O processo foi marcado por decisões judiciais polêmicas. Inicialmente, o ministro Dias Toffoli, relator do caso no Supremo Tribunal Federal (STF), ordenou que o material apreendido pela Polícia Federal fosse encaminhado ao STF e mantido sob sigilo. Após críticas e pedidos de revisão tanto da PGR quanto da Polícia Federal, Toffoli voltou atrás e determinou que o material fosse enviado à Procuradoria-Geral da República.
Grande quantidade de material em análise
O volume de material apreendido é considerável, abrangendo documentos, dados armazenados em nuvem e informações obtidas de celulares e computadores. As buscas e apreensões ocorreram em vários estados, como São Paulo, Rio de Janeiro e Brasília, exigindo um esforço logístico para reunir todo o material na capital do país.

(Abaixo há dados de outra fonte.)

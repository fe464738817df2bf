//! Column/value maps for `insert` and `update`.

use kae_types::SqlValue;

use crate::row::{Row, upsert};

/// Ordered column-to-value map. Putting an existing column replaces its
/// value and keeps its position, so bound parameters follow first-put order.
#[derive(Debug, Clone, Default, PartialEq)]
pub struct ContentValues {
    values: Vec<(String, SqlValue)>,
}

impl ContentValues {
    /// An empty map.
    pub const fn new() -> Self {
        Self { values: Vec::new() }
    }

    /// Set `column` to `value`.
    pub fn put(&mut self, column: impl Into<String>, value: impl Into<SqlValue>) -> &mut Self {
        upsert(&mut self.values, column.into(), value.into());
        self
    }

    /// Set `column` to NULL.
    pub fn put_null(&mut self, column: impl Into<String>) -> &mut Self {
        self.put(column, SqlValue::Null)
    }

    /// Value of `column`, if it was put.
    pub fn get(&self, column: &str) -> Option<&SqlValue> {
        self.values
            .iter()
            .find(|(existing, _)| existing == column)
            .map(|(_, value)| value)
    }

    /// Drop `column`, returning its value.
    pub fn remove(&mut self, column: &str) -> Option<SqlValue> {
        let position = self.values.iter().position(|(existing, _)| existing == column)?;
        Some(self.values.remove(position).1)
    }

    /// Columns in first-put order.
    pub fn keys(&self) -> impl Iterator<Item = &str> {
        self.values.iter().map(|(column, _)| column.as_str())
    }

    /// Values in first-put order.
    pub fn values(&self) -> impl Iterator<Item = &SqlValue> {
        self.values.iter().map(|(_, value)| value)
    }

    /// Columns and values in first-put order.
    pub fn iter(&self) -> impl Iterator<Item = (&str, &SqlValue)> {
        self.values.iter().map(|(column, value)| (column.as_str(), value))
    }

    /// Number of columns.
    pub fn len(&self) -> usize {
        self.values.len()
    }

    /// Whether nothing was put.
    pub fn is_empty(&self) -> bool {
        self.values.is_empty()
    }
}

impl<K, V> FromIterator<(K, V)> for ContentValues
where
    K: Into<String>,
    V: Into<SqlValue>,
{
    fn from_iter<I: IntoIterator<Item = (K, V)>>(iter: I) -> Self {
        let mut values = Self::new();
        for (column, value) in iter {
            values.put(column, value);
        }
        values
    }
}

impl From<Row> for ContentValues {
    fn from(row: Row) -> Self {
        row.into_iter().collect()
    }
}

impl<'a> IntoIterator for &'a ContentValues {
    type Item = (&'a str, &'a SqlValue);
    type IntoIter = Box<dyn Iterator<Item = (&'a str, &'a SqlValue)> + 'a>;

    fn into_iter(self) -> Self::IntoIter {
        Box::new(self.iter())
    }
}
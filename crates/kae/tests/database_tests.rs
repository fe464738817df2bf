//! Integration tests for the database helpers.
//!
//! These run the builders against live in-memory and file-backed
//! databases, complementing the inline unit tests in each module.

use kae::function::{avg, count};
use kae::{
    ColumnModifier, ColumnModifiers, ColumnType, ConflictClause, ContentValues, Database, DatabaseConfig,
    ForeignKeyAction, ForeignKeyConstraint, KaeError, Row, SortOrder, SqlValue, col, no_op,
};

const TABLE: &str = "test_table";
const KEY: &str = "key";
const VALUE: &str = "value";

fn init_tracing() {
    let _ = tracing_subscriber::fmt()
        .with_env_filter(tracing_subscriber::EnvFilter::from_default_env())
        .with_test_writer()
        .try_init();
}

fn open() -> Database {
    init_tracing();
    let db = Database::open_in_memory(&DatabaseConfig::default()).unwrap();
    db.create_table(TABLE, false, |t| {
        t.column(KEY, ColumnType::Text + ColumnModifier::PRIMARY_KEY)
            .column(VALUE, ColumnModifiers::text());
    })
    .unwrap();
    db
}

fn kv(key: &str, value: &str) -> ContentValues {
    [(KEY, key), (VALUE, value)].into_iter().collect()
}

fn seeded() -> Database {
    let db = open();
    for i in 1..=3 {
        db.insert(TABLE, None, &kv(&format!("key{i}"), &format!("value{i}")))
            .unwrap();
    }
    db
}

fn value_of(db: &Database, key: &str) -> String {
    db.select(TABLE, &[VALUE], col(KEY).eq(key))
        .first()
        .unwrap()
        .get_string(VALUE)
        .unwrap()
        .to_owned()
}

fn keys(rows: &[Row]) -> Vec<String> {
    rows.iter()
        .map(|row| row.get_string(KEY).unwrap().to_owned())
        .collect()
}

// ===========================================================================
// 1. SCHEMA
// ===========================================================================

#[test]
fn has_table_reflects_create_and_drop() {
    let db = open();
    assert!(db.has_table(TABLE).unwrap());
    assert!(!db.has_table("non_exist").unwrap());

    db.drop_table(TABLE, false).unwrap();
    assert!(!db.has_table(TABLE).unwrap());
}

#[test]
fn drop_missing_table() {
    let db = open();
    db.drop_table("non_exist", true).unwrap();
    assert!(db.drop_table("non_exist", false).is_err());
}

#[test]
fn create_existing_table() {
    let db = open();
    db.create_table(TABLE, true, |t| {
        t.column(KEY, ColumnModifiers::text());
    })
    .unwrap();
    let err = db
        .create_table(TABLE, false, |t| {
            t.column(KEY, ColumnModifiers::text());
        })
        .unwrap_err();
    assert!(matches!(err, KaeError::Sqlite(_)));
}

#[test]
fn create_table_with_constraints() {
    let db = open();
    db.create_table("child", false, |t| {
        t.column("id", ColumnType::Integer + ColumnModifier::PRIMARY_KEY)
            .column(
                "name",
                ColumnType::Text
                    + ColumnModifier::NOT_NULL
                    + ColumnModifier::default_value("'anon'"),
            )
            .column(
                "parent",
                ColumnType::Text
                    + ColumnModifier::foreign_key(
                        TABLE,
                        KEY,
                        [ForeignKeyConstraint::OnDelete(ForeignKeyAction::Cascade)],
                    ),
            );
    })
    .unwrap();

    db.insert(TABLE, None, &kv("p", "parent")).unwrap();
    let child: ContentValues = [("parent", "p")].into_iter().collect();
    let id = db.insert("child", None, &child).unwrap();
    assert_eq!(id, 1);

    let row = db.select("child", &["name"], no_op()).first().unwrap();
    assert_eq!(row.get_string("name").unwrap(), "anon");

    // Foreign keys are enforced by default.
    let orphan: ContentValues = [("parent", "missing")].into_iter().collect();
    let err = db.insert("child", None, &orphan).unwrap_err();
    assert!(err.is_constraint_violation());

    db.delete(TABLE, col(KEY).eq("p")).unwrap();
    assert!(db.select("child", &["id"], no_op()).to_list().unwrap().is_empty());
}

#[test]
fn create_and_drop_index() {
    let db = open();
    db.create_index("idx_value", TABLE, &[VALUE], false).unwrap();
    db.create_index("idx_value", TABLE, &[VALUE], true).unwrap();
    assert!(db.create_index("idx_value", TABLE, &[VALUE], false).is_err());

    let indexes = db
        .raw_query("SELECT name FROM sqlite_master WHERE type = 'index' AND name = 'idx_value'")
        .unwrap()
        .to_list()
        .unwrap();
    assert_eq!(indexes.len(), 1);

    db.drop_index("idx_value", false).unwrap();
    db.drop_index("idx_value", true).unwrap();
    assert!(db.drop_index("idx_value", false).is_err());
}

// ===========================================================================
// 2. INSERT / UPDATE / DELETE
// ===========================================================================

#[test]
fn insert_round_trips() {
    let db = seeded();
    let rows = db
        .select(TABLE, &[KEY, VALUE], col(KEY).eq("key2"))
        .to_list()
        .unwrap();
    assert_eq!(rows.len(), 1);
    assert_eq!(rows[0].get_string(VALUE).unwrap(), "value2");
}

#[test]
fn insert_conflict_policies() {
    let db = seeded();

    assert_eq!(
        db.insert(TABLE, Some(ConflictClause::Ignore), &kv("key1", "other"))
            .unwrap(),
        -1
    );
    assert_eq!(value_of(&db, "key1"), "value1");

    assert!(db.insert(TABLE, None, &kv("key1", "other")).is_err());
    assert_eq!(value_of(&db, "key1"), "value1");
    assert!(
        db.insert(TABLE, Some(ConflictClause::Abort), &kv("key1", "other"))
            .is_err()
    );
    assert_eq!(value_of(&db, "key1"), "value1");
    assert_eq!(db.select(TABLE, &[KEY], no_op()).to_list().unwrap().len(), 3);

    assert_ne!(
        db.insert(TABLE, Some(ConflictClause::Replace), &kv("key1", "value1_updated"))
            .unwrap(),
        -1
    );
    assert_eq!(value_of(&db, "key1"), "value1_updated");
    assert_eq!(db.select(TABLE, &[KEY], no_op()).to_list().unwrap().len(), 3);
}

#[test]
fn update_with_condition_and_policy() {
    let db = seeded();

    let mut values = ContentValues::new();
    values.put(VALUE, "updated");
    assert_eq!(db.update(TABLE, &values, None, col(KEY).neq("key1")).unwrap(), 2);

    let mut rename = ContentValues::new();
    rename.put(KEY, "key1");
    assert!(db.update(TABLE, &rename, None, col(KEY).eq("key2")).is_err());
    assert_eq!(
        db.update(TABLE, &rename, Some(ConflictClause::Ignore), col(KEY).eq("key2"))
            .unwrap(),
        0
    );

    let rows = db
        .select(TABLE, &[KEY, VALUE], no_op())
        .order_by(&[KEY], SortOrder::Ascending)
        .to_list()
        .unwrap();
    assert_eq!(keys(&rows), ["key1", "key2", "key3"]);
    assert_eq!(rows[0].get_string(VALUE).unwrap(), "value1");
    assert_eq!(rows[1].get_string(VALUE).unwrap(), "updated");
}

#[test]
fn delete_counts() {
    let db = seeded();
    assert_eq!(db.delete(TABLE, col(KEY).eq("missing")).unwrap(), 0);
    assert_eq!(db.delete(TABLE, col(KEY).in_list(["key1", "key2"])).unwrap(), 2);
    assert_eq!(db.delete_all(TABLE).unwrap(), 1);
    assert!(db.select(TABLE, &[KEY], no_op()).to_list().unwrap().is_empty());
}

// ===========================================================================
// 3. SELECT
// ===========================================================================

#[test]
fn select_with_no_match() {
    let db = seeded();
    let query = db.select(TABLE, &[KEY], col(KEY).is_null());
    assert!(query.to_list().unwrap().is_empty());
    assert!(matches!(
        query.first().unwrap_err(),
        KaeError::CursorOutOfBounds { .. }
    ));
    assert_eq!(query.first_or_else(Row::new).unwrap(), Row::new());
}

#[test]
fn select_limit_and_offset() {
    let db = seeded();
    let all = db
        .select(TABLE, &[KEY], col(KEY).is_null() | col(KEY).is_not_null())
        .order_by(&[KEY], SortOrder::Ascending);

    let cases: [(i64, i64, &[&str]); 5] = [
        (-1, -1, &["key1", "key2", "key3"]),
        (1, -1, &["key1"]),
        (-1, 1, &["key2", "key3"]),
        (1, 1, &["key2"]),
        (2, 1, &["key2", "key3"]),
    ];
    for (limit, offset, expected) in cases {
        let rows = all.clone().limit(limit).offset(offset).to_list().unwrap();
        assert_eq!(keys(&rows), expected, "limit {limit} offset {offset}");
    }
}

#[test]
fn select_sorted_descending_with_converter() {
    let db = seeded();
    let values = db
        .select(TABLE, &[VALUE], col(VALUE).like("value%"))
        .order_by(&[VALUE], SortOrder::Descending)
        .to_list_with(|row| row.get_string(VALUE).unwrap().to_owned())
        .unwrap();
    assert_eq!(values, ["value3", "value2", "value1"]);
}

#[test]
fn select_decodes_every_storage_class() {
    init_tracing();
    let db = Database::open_in_memory(&DatabaseConfig::default()).unwrap();
    db.exec_sql("CREATE TABLE typed (b BLOB, r REAL, i INTEGER, n TEXT, t TEXT)")
        .unwrap();
    let mut values = ContentValues::new();
    values
        .put("b", vec![1_u8, 2, 3])
        .put("r", 2.5)
        .put("i", 42_i64)
        .put_null("n")
        .put("t", "text");
    db.insert("typed", None, &values).unwrap();

    let row = db.select("typed", &["b", "r", "i", "n", "t"], no_op()).first().unwrap();
    assert_eq!(row["b"], SqlValue::Blob(vec![1, 2, 3]));
    assert_eq!(row["r"], SqlValue::Float(2.5));
    assert_eq!(row["i"], SqlValue::Integer(42));
    assert_eq!(row["n"], SqlValue::Null);
    assert_eq!(row["t"], SqlValue::Text("text".to_owned()));
    assert_eq!(row.get_typed::<Option<String>>("n").unwrap(), None);

    // A read row can be written back.
    db.insert("typed", None, &ContentValues::from(row.clone())).unwrap();
    let rows = db.select("typed", &["b", "r", "i", "n", "t"], no_op()).to_list().unwrap();
    assert_eq!(rows, [row.clone(), row]);
}

#[test]
fn select_distinct_and_group_by() {
    init_tracing();
    let db = Database::open_in_memory(&DatabaseConfig::default()).unwrap();
    db.exec_sql("CREATE TABLE another_table (column1 TEXT, column2 REAL)")
        .unwrap();
    for (key, value) in [("key1", 1.0), ("key1", 2.0), ("key2", 3.0), ("key2", 3.0), ("key2", 6.0)]
    {
        let values: ContentValues = [
            ("column1", SqlValue::from(key)),
            ("column2", SqlValue::from(value)),
        ]
        .into_iter()
        .collect();
        db.insert("another_table", None, &values).unwrap();
    }

    let distinct = db
        .select("another_table", &["column1"], no_op())
        .distinct(true)
        .order_by(&["column1"], SortOrder::Ascending)
        .to_list()
        .unwrap();
    assert_eq!(distinct.len(), 2);

    let averages = |distinct: bool| {
        db.select(
            "another_table",
            &["column1".to_owned(), avg("column2", distinct)],
            no_op(),
        )
        .group_by(&["column1"])
        .order_by(&["column1"], SortOrder::Ascending)
        .to_list_with(|row| {
            let average = row.iter().nth(1).map(|(_, value)| value.clone());
            (row.get_string("column1").unwrap().to_owned(), average)
        })
        .unwrap()
    };
    assert_eq!(
        averages(false),
        [
            ("key1".to_owned(), Some(SqlValue::Float(1.5))),
            ("key2".to_owned(), Some(SqlValue::Float(4.0))),
        ]
    );
    assert_eq!(
        averages(true),
        [
            ("key1".to_owned(), Some(SqlValue::Float(1.5))),
            ("key2".to_owned(), Some(SqlValue::Float(4.5))),
        ]
    );

    let counts = db
        .select(
            "another_table",
            &["column1".to_owned(), count("column2", false)],
            no_op(),
        )
        .group_by(&["column1"])
        .having(col("COUNT(column2)").greater(2))
        .to_list()
        .unwrap();
    assert_eq!(counts.len(), 1);
    assert_eq!(counts[0]["COUNT(column2)"], SqlValue::Integer(3));
}

// ===========================================================================
// 4. TRANSACTIONS
// ===========================================================================

#[test]
fn transaction_commits() {
    let db = open();
    db.transaction(true, |db| {
        db.insert(TABLE, None, &kv("key", "value"))?;
        Ok(())
    })
    .unwrap();
    let row = db.select(TABLE, &[KEY, VALUE], no_op()).first().unwrap();
    assert_eq!(row.get_string(KEY).unwrap(), "key");
    assert_eq!(row.get_string(VALUE).unwrap(), "value");
}

#[test]
fn aborted_transaction_leaves_nothing() {
    let db = open();
    db.transaction(false, |db| {
        db.insert(TABLE, None, &kv("key", "value"))?;
        Err(KaeError::TransactionAborted)
    })
    .unwrap();
    assert!(db.select(TABLE, &[KEY], no_op()).to_list().unwrap().is_empty());
}

#[test]
fn failed_transaction_propagates_and_leaves_nothing() {
    let db = open();
    let err = db
        .transaction(true, |db| {
            db.insert(TABLE, None, &kv("key", "value"))?;
            Err(KaeError::no_such_element("boom"))
        })
        .unwrap_err();
    assert!(matches!(err, KaeError::NoSuchElement { ref key } if key == "boom"));
    assert!(db.select(TABLE, &[KEY], no_op()).to_list().unwrap().is_empty());
}

// ===========================================================================
// 5. FILE-BACKED DATABASES AND CONFIG
// ===========================================================================

#[test]
fn file_database_persists_across_opens() {
    init_tracing();
    let dir = tempfile::tempdir().unwrap();
    let path = dir.path().join("kae.db");
    let config = DatabaseConfig::from_json_str(r#"{"journal_mode":"truncate"}"#).unwrap();

    {
        let db = Database::open(&path, &config).unwrap();
        db.create_table(TABLE, true, |t| {
            t.column(KEY, ColumnModifiers::text());
        })
        .unwrap();
        let values: ContentValues = [(KEY, "persisted")].into_iter().collect();
        db.insert(TABLE, None, &values).unwrap();
    }

    let read_only = DatabaseConfig {
        read_only: true,
        ..DatabaseConfig::default()
    };
    let db = Database::open(&path, &read_only).unwrap();
    let row = db.select(TABLE, &[KEY], no_op()).first().unwrap();
    assert_eq!(row.get_string(KEY).unwrap(), "persisted");

    let values: ContentValues = [(KEY, "rejected")].into_iter().collect();
    assert!(db.insert(TABLE, None, &values).is_err());
}

#[test]
fn config_file_is_loaded() {
    let dir = tempfile::tempdir().unwrap();
    let path = dir.path().join("kae.json");
    std::fs::write(&path, r#"{"busy_timeout_ms": 250, "foreign_keys": false}"#).unwrap();

    let config = DatabaseConfig::from_path(&path).unwrap();
    assert_eq!(config.busy_timeout_ms, 250);
    assert!(!config.foreign_keys);

    let db = Database::open_in_memory(&config).unwrap();
    let row = db.raw_query("PRAGMA foreign_keys").unwrap().first().unwrap();
    assert_eq!(row["foreign_keys"], SqlValue::Integer(0));

    let missing = DatabaseConfig::from_path(dir.path().join("missing.json")).unwrap_err();
    assert!(matches!(missing, KaeError::Io(_)));
}

#[test]
fn invalid_config_is_rejected_before_open() {
    let config = DatabaseConfig {
        synchronous: "SOMETIMES".to_owned(),
        ..DatabaseConfig::default()
    };
    let err = Database::open_in_memory(&config).unwrap_err();
    assert!(matches!(err, KaeError::InvalidConfig { .. }));
}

“É um volume significativo de material. Ainda não há números precisos, mas fontes informaram que é uma quantidade substancial”, relatou Cury. Devido à extensão do material, não há um prazo definido para a conclusão da análise.
Após a conclusão da perícia, tanto a Polícia Federal quanto a Procuradoria-Geral da República produzirão relatórios com as conclusões da análise. “Cada instituição elaborará um relatório com as conclusões obtidas”, explicou o analista.
Investigação pode ser estendida
Além da análise do material apreendido, a investigação envolveu depoimentos realizados na segunda e terça-feira desta semana. Contudo, segundo o analista, houve certa decepção por parte dos investigadores, pois dos oito convocados para depor, cinco faltaram, um permaneceu em silêncio e apenas dois prestaram depoimento, sem contribuir significativamente para o avanço das investigações.
Assim, os cinco ausentes terão seus depoimentos reagendados pela Polícia Federal, com autorização do Supremo. O prazo da investigação já foi prorrogado por dois meses por ordem do ministro Dias Toffoli, mas não está descartada uma nova prorrogação.
“Não podemos descartar a possibilidade de uma nova prorrogação desta investigação. Tudo dependerá do progresso na análise deste material”, afirmou Teo, destacando que o grande volume de informações pode impactar o andamento da apuração.